Based on above, Isaac Lab provides a deterministic simulation that ensures consistent simulation results across different runs. This is achieved by using the same random seed for the simulation environment and the physics engine. At construction of the environment, the random seed is set to a fixed value using the set_seed() method. This method sets the random seed for both the CPU and GPU globally across different libraries, including PyTorch and NumPy.

In the included workflow scripts, the seed specified in the learning agent’s configuration file or the command line argument is used to set the random seed for the environment. This ensures that the simulation results are reproducible across different runs. The seed is set into the environment parameters omni.isaac.lab.envs.ManagerBasedEnvCfg.seed or omni.isaac.lab.envs.DirectRLEnvCfg.seed depending on the manager-based or direct environment implementation respectively.
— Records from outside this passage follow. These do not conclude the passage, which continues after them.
//! Binary frame format of the [Source RCON protocol](https://developer.valvesoftware.com/wiki/Source_RCON_Protocol).
//!
//! Every frame is `size | id | type | body | \0\0` with little-endian `i32`
//! fields, where `size` counts everything after itself.
use std::borrow::Cow;

use crate::error::ProtocolError;

/// Largest frame we are willing to send, header included.
pub const MAX_PACKET_SIZE: usize = 4096;

/// `size`, `id` and `type`, three little-endian `i32`s.
pub const HEADER_SIZE: usize = 12;

/// Squad servers end a multi-packet response with these bytes where the next
/// header would be.
pub const END_OF_MULTIPACKET_MARKER: [u8; 7] = [0x00, 0x01, 0x00, 0x00, 0x00, 0x00, 0x00];

#[derive(Debug, Clone, Copy, PartialEq, Eq)]
pub enum PacketType {
    // SERVERDATA_AUTH
    Auth,
    // SERVERDATA_EXECCOMMAND
    Exec,
    // SERVERDATA_AUTH_RESPONSE
    AuthResponse,
    // SERVERDATA_RESPONSE_VALUE
    Response,
    // Squad chat notifications, pushed by the server at any time
    ChatStream,
    /// Produced locally when [END_OF_MULTIPACKET_MARKER] is read, never sent
    /// by a server as a real type tag.
    EndOfMultipacket,
    /// Any tag a server sent that we don't know about.
    Unknown(i32),
}

impl PacketType {
    pub const fn value(self) -> i32 {
        match self {
            PacketType::Auth => 3,
            PacketType::Exec => 2,
            PacketType::AuthResponse => 2,
            PacketType::ChatStream => 1,
            PacketType::Response => 0,
            PacketType::EndOfMultipacket => 77,
            PacketType::Unknown(value) => value,
        }
    }

    /// Interpret a type tag sent by the server. A `2` coming from the server
    /// is always an auth response, since we are the only ones sending `Exec`.
    pub const fn from_server(value: i32) -> Self {
        match value {
            3 => PacketType::Auth,
            2 => PacketType::AuthResponse,
            1 => PacketType::ChatStream,
            0 => PacketType::Response,
            other => PacketType::Unknown(other),
        }
    }

    pub fn to_le_bytes(self) -> [u8; 4] {
        self.value().to_le_bytes()
    }
}

/// The three fixed fields at the start of every frame.
#[derive(Debug, Clone, Copy, PartialEq, Eq)]
pub struct Header {
    pub size: i32,
    pub id: i32,
    pub packet_type: i32,
}

impl Header {
    pub fn parse(bytes: &[u8; HEADER_SIZE]) -> Self {
        let field = |at: usize| {
            i32::from_le_bytes([bytes[at], bytes[at + 1], bytes[at + 2], bytes[at + 3]])
        };
        Header {
            size: field(0),
            id: field(4),
            packet_type: field(8),
        }
    }

    /// Parse the header at the start of `bytes`, if there are enough of them.
    pub fn peek(bytes: &[u8]) -> Option<Self> {
        let header: &[u8; HEADER_SIZE] = bytes.get(..HEADER_SIZE)?.try_into().ok()?;
        Some(Header::parse(header))
    }

    /// Number of bytes following the header, terminator included.
    pub fn body_len(&self) -> Result<usize, ProtocolError> {
        usize::try_from(self.size)
            .ok()
            .and_then(|size| size.checked_sub(8))
            .ok_or(ProtocolError::InvalidPacketSize(self.size))
    }
}

#[derive(Debug, Clone, PartialEq, Eq)]
pub struct Packet {
    id: i32,
    packet_type: PacketType,
    body: Vec<u8>,
}

impl Packet {
    pub const BASE_PACKET_SIZE: usize = 10;

    pub fn new(id: i32, packet_type: PacketType, body: impl Into<Vec<u8>>) -> Self {
        Packet {
            id,
            packet_type,
            body: body.into(),
        }
    }

    /// The synthetic packet standing in for [END_OF_MULTIPACKET_MARKER].
    pub fn end_of_multipacket() -> Self {
        Packet::new(-1, PacketType::EndOfMultipacket, Vec::new())
    }

    /// Build a packet from a parsed header and the bytes that followed it.
    /// The `\0\0` terminator is dropped from the body if present.
    pub fn decode(header: Header, mut body: Vec<u8>) -> Self {
        if body.ends_with(&[0, 0]) {
            body.truncate(body.len() - 2);
        } else if body.ends_with(&[0]) {
            body.truncate(body.len() - 1);
        }
        Packet::new(header.id, PacketType::from_server(header.packet_type), body)
    }

    // Since the only one of these values that can change in length is the body,
    // an easy way to calculate the size of a packet is to find the byte-length
    // of the packet body, then add 10 to it.
    pub fn size(&self) -> usize {
        self.body.len() + Self::BASE_PACKET_SIZE
    }

    pub fn id(&self) -> i32 {
        self.id
    }

    pub fn packet_type(&self) -> PacketType {
        self.packet_type
    }

    pub fn body(&self) -> &[u8] {
        &self.body
    }

    pub fn into_body(self) -> Vec<u8> {
        self.body
    }

    pub fn body_text(&self) -> Cow<'_, str> {
        String::from_utf8_lossy(&self.body)
    }

    /// Encode the packet as it goes on the wire. Size limits are checked by
    /// the transport, not here.
    pub fn pack(&self) -> Vec<u8> {
        // Size, ID, Type, Body, Terminator
        let mut payload = Vec::with_capacity(self.size() + 4);
        payload.extend_from_slice(&(self.size() as i32).to_le_bytes());
        payload.extend_from_slice(&self.id.to_le_bytes());
        payload.extend_from_slice(&self.packet_type.to_le_bytes());
        payload.extend_from_slice(&self.body);
        // null terminate the body (C++ interop 🤢), then null terminate the entire package
        payload.extend_from_slice(&[0, 0]);
        payload
    }
}
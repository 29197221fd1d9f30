//! Pure Rust async client for the [Source RCON protocol](https://developer.valvesoftware.com/wiki/Source_RCON_Protocol),
//! with support for multi-packet responses and the chat stream of Squad servers.
pub mod chat;
pub mod client;
pub mod config;
pub mod error;
pub mod packet;
pub mod transport;

pub use client::{Client, Response};
pub use config::ClientConfig;
pub use error::{ProtocolError, RconError};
For results on our determinacy testing for RL training, please check the GitHub Pull Request #940.

Tip

Due to GPU work scheduling, there’s a possibility that runtime changes to simulation parameters may alter the order in which operations take place. This occurs because environment updates can happen while the GPU is occupied with other tasks. Due to the inherent nature of floating-point numeric storage, any modification to the execution ordering can result in minor changes in the least significant bits of output data. These changes may lead to divergent execution over the course of simulating thousands of environments and simulation frames.

An illustrative example of this issue is observed with the runtime domain randomization of object’s physics materials. This process can introduce both determinacy and simulation issues when executed on the GPU due to the way these parameters are passed from the CPU to the GPU in the lower-level APIs. Consequently, it is strongly advised to perform this operation only at setup time, before the environment stepping commences.